You’re forgiven, then, for feeling queasy during Savage Grace’s otherwise innocent-looking opener, in which the great actress is shown cradling her infant son and cooing at him gently. It would seem sweet and hopeful were it not for the familiar bad-mother face doing the cooing. I’d tell the child to run quickly away, but this smothered and wriggly thing can’t even crawl yet. He’s surely doomed spiritually even if he’s going to survive the movie physically. That’s him in voiceover as an adult telling us about his parents, the Baekalands.
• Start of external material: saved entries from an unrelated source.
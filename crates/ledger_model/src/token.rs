//! Fungible token ledger
//!
//! One instance per asset: balances, allowances, and the transfer
//! primitives the adapter consumes. Pool share (LP) tokens use the same
//! ledger type as plain assets.
//!
//! # Properties
//! - **T1**: transfer/transfer_from conserve the total supply
//! - **T2**: a refused operation mutates nothing
//! - **T3**: transfer_from spends allowance by exactly the moved amount

use alloc::collections::BTreeMap;
use core::fmt;

use crate::Addr;

/// Error types for token ledger operations
#[derive(Debug, Clone, Copy, PartialEq, Eq)]
pub enum TokenError {
    /// Sender balance below the requested amount
    InsufficientBalance,
    /// Spender allowance below the requested amount
    InsufficientAllowance,
    /// Arithmetic overflow on a balance or supply update
    Overflow,
}

impl fmt::Display for TokenError {
    fn fmt(&self, f: &mut fmt::Formatter<'_>) -> fmt::Result {
        let msg = match self {
            TokenError::InsufficientBalance => "insufficient balance",
            TokenError::InsufficientAllowance => "insufficient allowance",
            TokenError::Overflow => "arithmetic overflow",
        };
        f.write_str(msg)
    }
}

impl core::error::Error for TokenError {}

/// One fungible asset's balance book
///
/// Zero balances and zero allowances are kept out of the maps, so two
/// ledgers that went through different call sequences to the same holdings
/// compare equal.
#[derive(Debug, Clone, Default, PartialEq, Eq)]
pub struct TokenLedger {
    balances: BTreeMap<Addr, u64>,
    /// (owner, spender) -> remaining allowance
    allowances: BTreeMap<(Addr, Addr), u64>,
    total_supply: u64,
}

impl TokenLedger {
    pub fn new() -> Self {
        Self::default()
    }

    pub fn balance_of(&self, account: Addr) -> u64 {
        self.balances.get(&account).copied().unwrap_or(0)
    }

    pub fn total_supply(&self) -> u64 {
        self.total_supply
    }

    pub fn allowance(&self, owner: Addr, spender: Addr) -> u64 {
        self.allowances.get(&(owner, spender)).copied().unwrap_or(0)
    }

    /// Create `amount` new units credited to `to`
    pub fn mint(&mut self, to: Addr, amount: u64) -> Result<(), TokenError> {
        let new_supply = self
            .total_supply
            .checked_add(amount)
            .ok_or(TokenError::Overflow)?;
        let new_balance = self
            .balance_of(to)
            .checked_add(amount)
            .ok_or(TokenError::Overflow)?;
        self.total_supply = new_supply;
        self.set_balance(to, new_balance);
        Ok(())
    }

    /// Destroy `amount` units held by `from`
    pub fn burn(&mut self, from: Addr, amount: u64) -> Result<(), TokenError> {
        let new_balance = self
            .balance_of(from)
            .checked_sub(amount)
            .ok_or(TokenError::InsufficientBalance)?;
        // Supply >= any single balance, so this cannot underflow once the
        // balance check passed
        let new_supply = self
            .total_supply
            .checked_sub(amount)
            .ok_or(TokenError::InsufficientBalance)?;
        self.set_balance(from, new_balance);
        self.total_supply = new_supply;
        Ok(())
    }

    /// Set `spender`'s allowance over `owner`'s balance
    pub fn approve(&mut self, owner: Addr, spender: Addr, amount: u64) {
        if amount == 0 {
            self.allowances.remove(&(owner, spender));
        } else {
            self.allowances.insert((owner, spender), amount);
        }
    }

    /// Move `amount` from `from` to `to`
    pub fn transfer(&mut self, from: Addr, to: Addr, amount: u64) -> Result<(), TokenError> {
        let new_from = self
            .balance_of(from)
            .checked_sub(amount)
            .ok_or(TokenError::InsufficientBalance)?;
        if from == to {
            return Ok(());
        }
        let new_to = self
            .balance_of(to)
            .checked_add(amount)
            .ok_or(TokenError::Overflow)?;
        self.set_balance(from, new_from);
        self.set_balance(to, new_to);
        Ok(())
    }

    /// Move `amount` from `from` to `to` on `spender`'s authority,
    /// consuming allowance
    pub fn transfer_from(
        &mut self,
        spender: Addr,
        from: Addr,
        to: Addr,
        amount: u64,
    ) -> Result<(), TokenError> {
        let remaining = self
            .allowance(from, spender)
            .checked_sub(amount)
            .ok_or(TokenError::InsufficientAllowance)?;
        // T2: transfer may still refuse on balance; allowance untouched then
        self.transfer(from, to, amount)?;
        self.approve(from, spender, remaining);
        Ok(())
    }

    fn set_balance(&mut self, account: Addr, balance: u64) {
        if balance == 0 {
            self.balances.remove(&account);
        } else {
            self.balances.insert(account, balance);
        }
    }
}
Savage Grace is a shocking true crime story based on the book of the same name by Natalie Robins and Steven M. L. Aronson. The parents are wealthy chilly millionaire Brooks Baekaland (the reliably excellent Stephen Dillane) and his passionate upwardly mobile wife, Barbara (Moore). The infant is Tony, their only child. Barbara’s coddling and cooing will continue all throughout Tony’s youth. Talented child actor Barney Clark, last seen as Roman Polanski’s Oliver Twist, carries the role in the movie’s first third as the precocious and intelligent Tony, who is shaped by his over-sharing and lonely mother. She treats him as not just her baby but as a troubling combination of cherished pet, best friend, favorite accessory, and co-conspirator (Tony, already multilingual and at ease with wealth, is trotted out whenever possible to impress society friends). In one telling scene, filmed perversely as a genteel walk in the park, Barbara asks Tony if he’ll still love her when her tits are sagging. Yikes! Barbara sees little Tony as a proxy husband, too. Brooks isn’t exactly holding up his end of the marriage. Not that Barbara is either. Both spouses dally with other lovers, sometimes for kicks sometimes to hurt one another. Love is a battlefield in the Baekeland household.
When Tony comes of age, all that precocity and pampering curdles into surly entitlement, and the exceedingly well-cast Eddie Redmayne takes over the role. He’s entirely believable as Barbara’s son and not just for the matching freckles. A curious, fresh screen presence, Redmayne is what the French might call jolie-laide; that is, beautiful/ugly, depending on your point of view, or maybe the angle, or maybe his temperament at any given moment. That might generally describe Moore’s portrait of Barbara as well: exceedingly beautiful but full-on ugly, or at least diseased beneath her fetching surfaces. Barbara and Brooks became more hateful to one another as the movie progresses, and Tony lashes out, too. At one point the parents trot out a sexual offering of sorts, the young and beautiful Bianca (Elena Anaya), but their matchmaking backfires in all sorts of ways. Tony prefers the company of men.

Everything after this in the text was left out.